**Problem statement:** Take each line of the records below that contains the string "from" and copy it.

**The data:**
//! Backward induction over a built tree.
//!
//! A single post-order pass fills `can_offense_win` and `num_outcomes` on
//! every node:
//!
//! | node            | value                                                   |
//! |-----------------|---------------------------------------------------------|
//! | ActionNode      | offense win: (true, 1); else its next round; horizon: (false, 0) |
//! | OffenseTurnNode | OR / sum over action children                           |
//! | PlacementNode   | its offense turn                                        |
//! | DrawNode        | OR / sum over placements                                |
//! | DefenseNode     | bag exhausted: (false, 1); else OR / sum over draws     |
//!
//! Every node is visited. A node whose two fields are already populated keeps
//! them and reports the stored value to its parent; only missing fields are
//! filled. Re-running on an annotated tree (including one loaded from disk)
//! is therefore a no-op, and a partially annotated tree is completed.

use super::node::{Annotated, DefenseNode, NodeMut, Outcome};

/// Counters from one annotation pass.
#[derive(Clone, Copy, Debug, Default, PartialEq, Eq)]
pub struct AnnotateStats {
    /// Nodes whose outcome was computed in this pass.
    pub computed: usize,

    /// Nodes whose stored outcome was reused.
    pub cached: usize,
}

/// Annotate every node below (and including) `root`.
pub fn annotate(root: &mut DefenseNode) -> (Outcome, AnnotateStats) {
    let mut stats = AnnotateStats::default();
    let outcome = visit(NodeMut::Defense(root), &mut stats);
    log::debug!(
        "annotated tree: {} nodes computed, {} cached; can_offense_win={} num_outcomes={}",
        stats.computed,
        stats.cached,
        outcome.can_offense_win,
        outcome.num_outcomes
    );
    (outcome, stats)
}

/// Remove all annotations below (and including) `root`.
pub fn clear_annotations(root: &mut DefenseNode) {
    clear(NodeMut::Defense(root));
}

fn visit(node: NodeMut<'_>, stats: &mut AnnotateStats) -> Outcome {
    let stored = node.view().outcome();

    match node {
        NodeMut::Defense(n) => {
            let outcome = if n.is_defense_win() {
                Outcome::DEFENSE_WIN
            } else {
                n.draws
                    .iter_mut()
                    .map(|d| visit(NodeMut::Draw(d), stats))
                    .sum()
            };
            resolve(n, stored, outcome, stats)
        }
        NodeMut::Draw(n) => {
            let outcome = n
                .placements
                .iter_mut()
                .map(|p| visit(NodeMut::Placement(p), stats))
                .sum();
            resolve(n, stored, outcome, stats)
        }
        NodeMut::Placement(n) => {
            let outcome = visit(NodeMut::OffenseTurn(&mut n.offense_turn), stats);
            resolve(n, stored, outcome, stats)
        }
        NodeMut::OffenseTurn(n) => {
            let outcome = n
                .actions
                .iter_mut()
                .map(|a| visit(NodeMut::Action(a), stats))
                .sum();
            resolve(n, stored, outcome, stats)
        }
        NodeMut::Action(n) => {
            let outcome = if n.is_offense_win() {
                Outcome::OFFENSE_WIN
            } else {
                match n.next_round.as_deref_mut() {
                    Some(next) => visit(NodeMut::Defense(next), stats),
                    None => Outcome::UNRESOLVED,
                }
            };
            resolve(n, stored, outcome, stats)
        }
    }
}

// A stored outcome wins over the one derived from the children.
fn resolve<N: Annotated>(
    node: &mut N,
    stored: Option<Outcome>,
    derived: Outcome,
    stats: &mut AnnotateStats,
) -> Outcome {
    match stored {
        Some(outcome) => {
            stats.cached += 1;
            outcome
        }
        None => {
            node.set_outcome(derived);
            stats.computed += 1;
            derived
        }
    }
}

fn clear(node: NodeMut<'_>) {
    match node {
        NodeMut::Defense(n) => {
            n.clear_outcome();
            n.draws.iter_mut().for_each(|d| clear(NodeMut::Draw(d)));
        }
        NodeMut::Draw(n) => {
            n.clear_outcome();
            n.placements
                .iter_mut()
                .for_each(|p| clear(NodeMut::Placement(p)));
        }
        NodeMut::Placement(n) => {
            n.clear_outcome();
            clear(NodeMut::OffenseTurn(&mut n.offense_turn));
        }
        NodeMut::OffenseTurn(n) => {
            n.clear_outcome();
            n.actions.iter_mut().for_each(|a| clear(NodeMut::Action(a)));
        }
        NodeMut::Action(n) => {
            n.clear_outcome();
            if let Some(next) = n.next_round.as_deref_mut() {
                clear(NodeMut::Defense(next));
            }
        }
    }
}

**Result:**
//! filled. Re-running on an annotated tree (including one loaded from disk)
/// Counters from one annotation pass.
// A stored outcome wins over the one derived from the children.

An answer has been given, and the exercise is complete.